Occupy us to where?

The #Occupy Wall Street movement has gained quite a bit of momentum, press, and popularity.  But it really is not new:  Remember the WTO protests in Seattle in 1999 (I lived there, and one night was literally locked in a restaurant with a friend, because the manager decided it was better to give the 10 people who just happened to be eating that night free food & drink, than open the doors and invite possible destruction)?  And just like then, it is really difficult to understand just where the movement will take us in terms of politics and federal economic policy.

The litany from the #OWS and its supporters describe a bleak world: 18% of those 18 – 25 in the US are unemployed, and the numbers in Europe are worse (Spain = 46%); According to the Economist, young workers face higher taxes, longer working time until retirement, and lower benefits compared to their parents.  The middle-aged, who in theory should be protected against turbulence in the market place due to work-place seniority and the advantage of having established savings, are watching their investments continually lose value.

Time to be realistic:  Our entire economic system is based upon free market capitalism, and we cannot undo what has taken 225 years to build without chaos worse than what #OWS has brought to our attention.  But if we are going to maintain and protect our free market system, then we must also maintain and protect those that power it.  If we protect a company’s right to off-source work to increase profits, then we also need the social services that can help those ungraciously dumped workers back home.  I find the politicians and pundits that vilify #OWS and simultaneously want to underfund unemployment benefits hypocritical – and unfathomable.
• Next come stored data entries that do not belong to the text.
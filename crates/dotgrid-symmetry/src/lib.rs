//! Reflective and rotational symmetry analysis for dot grids.
//!
//! A grid is tested against four transforms of itself — horizontal and
//! vertical reflection, quarter turn, half turn — using tolerance-based
//! coordinate equality. The fraction of tests that hold is the symmetry
//! score, which buckets the pattern into symmetric / tiling / freeform.
//!
//! Everything here is pure and total: no input, however degenerate or
//! ragged, produces an error. The worst case is an all-false report.

mod analyzer;
mod transforms;

pub use analyzer::{
    grids_equal, PatternClass, SymmetryAnalyzer, SymmetryParams, SymmetryReport,
    DEFAULT_TOLERANCE,
};
pub use transforms::{reflect_horizontal, reflect_vertical, rotate_180, rotate_90, transpose};
//! High-level facade crate for the `dotgrid-*` workspace.
//!
//! This crate provides:
//! - stable, convenient re-exports of the underlying crates
//! - end-to-end pipeline helpers that run dot detection, grid
//!   reconstruction, and symmetry analysis in one call, from a raw
//!   grayscale buffer or (feature `image`) an `image::GrayImage`.
//!
//! ## Quickstart
//!
//! ```no_run
//! use dotgrid::pipeline::{analyze_image, PipelineParams};
//! use image::ImageReader;
//!
//! # fn main() -> Result<(), Box<dyn std::error::Error>> {
//! let img = ImageReader::open("pattern.png")?.decode()?.to_luma8();
//! let analysis = analyze_image(&img, &PipelineParams::default());
//! println!("{} dots, class {}", analysis.dots.len(), analysis.class);
//! # Ok(())
//! # }
//! ```
//!
//! ## API map
//! - `dotgrid::core`: core types (dots, grids, grayscale views, logger).
//! - `dotgrid::detect`: dot detection in grayscale rasters.
//! - `dotgrid::symmetry`: grid transforms, symmetry report, classification.
//! - `dotgrid::pipeline`: end-to-end helpers and boundary validation.

pub use dotgrid_core as core;
pub use dotgrid_detect as detect;
pub use dotgrid_symmetry as symmetry;

pub use dotgrid_core::{Dot, GrayImage, GrayImageView, Grid, GridBounds, DEFAULT_ROW_TOLERANCE};
pub use dotgrid_detect::{DetectorParams, DotDetector};
pub use dotgrid_symmetry::{
    PatternClass, SymmetryAnalyzer, SymmetryParams, SymmetryReport, DEFAULT_TOLERANCE,
};

pub mod pipeline;
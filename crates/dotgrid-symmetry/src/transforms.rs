//! Grid transforms used by the symmetry tests.
//!
//! Each transform is a pure function producing a new grid. Reflections and
//! rotations combine an index permutation (row/point reversal, transpose)
//! with the matching isometry of the grid's bounding box applied to the
//! coordinates, so a symmetric dot layout maps onto itself
//! coordinate-for-coordinate.
//!
//! All coordinate maps keep the bounding box anchored at its original
//! minimum corner. For coordinates that are exactly representable (pixel
//! positions, regular syntheses) the reflections are exact involutions.

use dotgrid_core::Grid;
use nalgebra::Point2;

/// Flip top to bottom: reverse row order, mirror y across the bounding box.
pub fn reflect_horizontal(grid: &Grid) -> Grid {
    let Some(b) = grid.bounds() else {
        return grid.clone();
    };
    let sum_y = b.min_y + b.max_y;
    Grid {
        rows: grid
            .rows
            .iter()
            .rev()
            .map(|row| {
                row.iter()
                    .map(|p| Point2::new(p.x, sum_y - p.y))
                    .collect()
            })
            .collect(),
    }
}

/// Flip left to right: reverse each row, mirror x across the bounding box.
pub fn reflect_vertical(grid: &Grid) -> Grid {
    let Some(b) = grid.bounds() else {
        return grid.clone();
    };
    let sum_x = b.min_x + b.max_x;
    Grid {
        rows: grid
            .rows
            .iter()
            .map(|row| {
                row.iter()
                    .rev()
                    .map(|p| Point2::new(sum_x - p.x, p.y))
                    .collect()
            })
            .collect(),
    }
}

/// Index transpose, defined for ragged grids: output row `c` collects
/// `rows[r][c]` from every input row that reaches column `c`, in increasing
/// `r` order. Coordinates are untouched; this is the building block for the
/// quarter turn, not a symmetry test on its own.
pub fn transpose(grid: &Grid) -> Grid {
    let max_cols = grid.rows.iter().map(Vec::len).max().unwrap_or(0);
    let mut rows = Vec::with_capacity(max_cols);
    for col in 0..max_cols {
        let column: Vec<Point2<f32>> = grid
            .rows
            .iter()
            .filter_map(|row| row.get(col).copied())
            .collect();
        if !column.is_empty() {
            rows.push(column);
        }
    }
    Grid { rows }
}

/// Quarter turn: transpose, reverse each resulting row, and rotate the
/// coordinates 90° about the bounding box (anchored at its minimum corner).
pub fn rotate_90(grid: &Grid) -> Grid {
    let Some(b) = grid.bounds() else {
        return grid.clone();
    };
    let transposed = transpose(grid);
    Grid {
        rows: transposed
            .rows
            .into_iter()
            .map(|row| {
                row.into_iter()
                    .rev()
                    .map(|p| Point2::new(b.min_x + (b.max_y - p.y), b.min_y + (p.x - b.min_x)))
                    .collect()
            })
            .collect(),
    }
}

/// Half turn, defined as two quarter turns.
pub fn rotate_180(grid: &Grid) -> Grid {
    rotate_90(&rotate_90(grid))
}
/// Borrowed view over a row-major grayscale raster, one byte per pixel.
#[derive(Clone, Copy, Debug)]
pub struct GrayImageView<'a> {
    pub width: usize,
    pub height: usize,
    pub data: &'a [u8], // row-major, len = w*h
}

/// Owned grayscale raster.
#[derive(Clone, Debug)]
pub struct GrayImage {
    pub width: usize,
    pub height: usize,
    pub data: Vec<u8>,
}

impl<'a> GrayImageView<'a> {
    /// Pixel value at signed coordinates, `None` outside the raster.
    #[inline]
    pub fn get(&self, x: i32, y: i32) -> Option<u8> {
        if x < 0 || y < 0 || x >= self.width as i32 || y >= self.height as i32 {
            return None;
        }
        Some(self.data[y as usize * self.width + x as usize])
    }

    /// Pixel value at in-range coordinates.
    #[inline]
    pub fn pixel(&self, x: usize, y: usize) -> u8 {
        self.data[y * self.width + x]
    }
}

impl GrayImage {
    /// Raster of the given size, filled with `value`.
    pub fn filled(width: usize, height: usize, value: u8) -> Self {
        Self {
            width,
            height,
            data: vec![value; width * height],
        }
    }

    pub fn as_view(&self) -> GrayImageView<'_> {
        GrayImageView {
            width: self.width,
            height: self.height,
            data: &self.data,
        }
    }

    #[inline]
    pub fn set(&mut self, x: usize, y: usize, value: u8) {
        self.data[y * self.width + x] = value;
    }
}

/// Reduce interleaved RGB data to grayscale by the channel mean.
///
/// Returns `None` when the buffer length does not match `width * height * 3`.
/// The mean reduction (not a luma weighting) is what the upstream capture
/// path feeds the detector, so thresholds are calibrated against it.
pub fn gray_from_rgb(width: usize, height: usize, rgb: &[u8]) -> Option<GrayImage> {
    let expected = width.checked_mul(height)?.checked_mul(3)?;
    if rgb.len() != expected {
        return None;
    }
    let data = rgb
        .chunks_exact(3)
        .map(|px| ((px[0] as u16 + px[1] as u16 + px[2] as u16) / 3) as u8)
        .collect();
    Some(GrayImage {
        width,
        height,
        data,
    })
}

#[cfg(test)]
mod tests {
    use super::*;

    #[test]
    fn view_bounds_checks() {
        let img = GrayImage::filled(4, 3, 200);
        let view = img.as_view();
        assert_eq!(Some(200), view.get(0, 0));
        assert_eq!(Some(200), view.get(3, 2));
        assert_eq!(None, view.get(-1, 0));
        assert_eq!(None, view.get(4, 0));
        assert_eq!(None, view.get(0, 3));
    }

    #[test]
    fn set_and_pixel_round_trip() {
        let mut img = GrayImage::filled(5, 5, 255);
        img.set(2, 3, 40);
        assert_eq!(40, img.as_view().pixel(2, 3));
    }

    #[test]
    fn rgb_mean_reduction() {
        let rgb = [30u8, 60, 90, 255, 255, 255];
        let gray = gray_from_rgb(2, 1, &rgb).unwrap();
        assert_eq!(vec![60, 255], gray.data);
    }

    #[test]
    fn rgb_rejects_bad_length() {
        assert!(gray_from_rgb(2, 2, &[0u8; 11]).is_none());
    }
}
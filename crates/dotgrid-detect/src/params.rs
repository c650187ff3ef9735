use serde::{Deserialize, Serialize};

/// Parameters for the raster dot scan.
///
/// Defaults are calibrated for hand-photographed patterns downscaled to a
/// few hundred pixels per side, with dots a handful of pixels across.
#[derive(Clone, Debug, Deserialize, Serialize)]
pub struct DetectorParams {
    /// Pixels skipped between scan positions, in both axes.
    pub scan_stride: usize,

    /// Band excluded from each raster edge, in pixels.
    pub edge_margin: usize,

    /// Grayscale value below which a pixel counts as dark.
    pub darkness_threshold: u8,

    /// Half-width of the square neighborhood inspected around a candidate.
    pub neighborhood_radius: i32,

    /// A candidate needs strictly more than this many dark pixels in its
    /// neighborhood (the candidate itself included) to survive.
    pub min_dark_neighbors: usize,

    /// Minimum Euclidean distance between two accepted dots, in pixels.
    pub min_distance: f32,

    /// Keep at most this many dots after ranking, strongest first.
    pub max_dots: usize,
}

impl Default for DetectorParams {
    fn default() -> Self {
        Self {
            scan_stride: 5,
            edge_margin: 10,
            darkness_threshold: 100,
            neighborhood_radius: 5,
            min_dark_neighbors: 20,
            min_distance: 20.0,
            max_dots: 50,
        }
    }
}
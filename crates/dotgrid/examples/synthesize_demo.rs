use dotgrid::pipeline::analyze_grid;
use dotgrid::{Grid, SymmetryParams};
use log::LevelFilter;

fn main() -> Result<(), Box<dyn std::error::Error>> {
    dotgrid::core::init_with_level(LevelFilter::Info)?;

    for (rows, cols) in [(5, 5), (4, 6), (7, 3)] {
        let grid = Grid::regular(rows, cols, 50.0).centered(400.0, 400.0);
        let analysis = analyze_grid(&grid, &SymmetryParams::default());
        println!(
            "{rows}x{cols}: score {:.2}, class {}",
            analysis.score, analysis.class
        );
    }

    Ok(())
}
We have lots of proof that government interference distorts costs and quality in industry.  Remember air-travel before deregulation?  And the policies affecting housing and property markets circa 2005-2008 were not exactly laissez-faire (remember that from high school?).  It is hard to argue against the fact that allowing free markets to compete against one another, in the absence of aggressive governmental oversight, has resulted in success for the United States:  No one can claim we aren’t a military, economic, medical, or technological superpower of the world.

But to go as extreme as to say that our current model is perfect is just as narrow-sighted.  According to the US census, 50% of US households make less than $50,000.  And although it is tough to say what value cuts off that elusive 1% from the rest of us (if we used wealth, that would mean owning assets and income over $9 million, whereas if we used income alone it would mean making more than $750,000/year), we definitely need a system that eliminates tax loopholes for the super-wealthy, and requires companies to fund our social safety-nets.

For me, #OWS has crystallized three things: 1) Fairer tax policies, and a requirement that companies respect the social contract that provides them free market-policies; 2) More incentives & mechanisms for individual Americans to create savings (The US  cannot seem to figure out how to do this: In Sept 2011 Americans increased purchases of durable goods while savings and income remained flat), and 3) While our current entitlements & social well-fare programs (medicaid, social security, unemployment) are not perfect, they are still necessary. And in my opinion, what an ethical and just country should be proud to offer.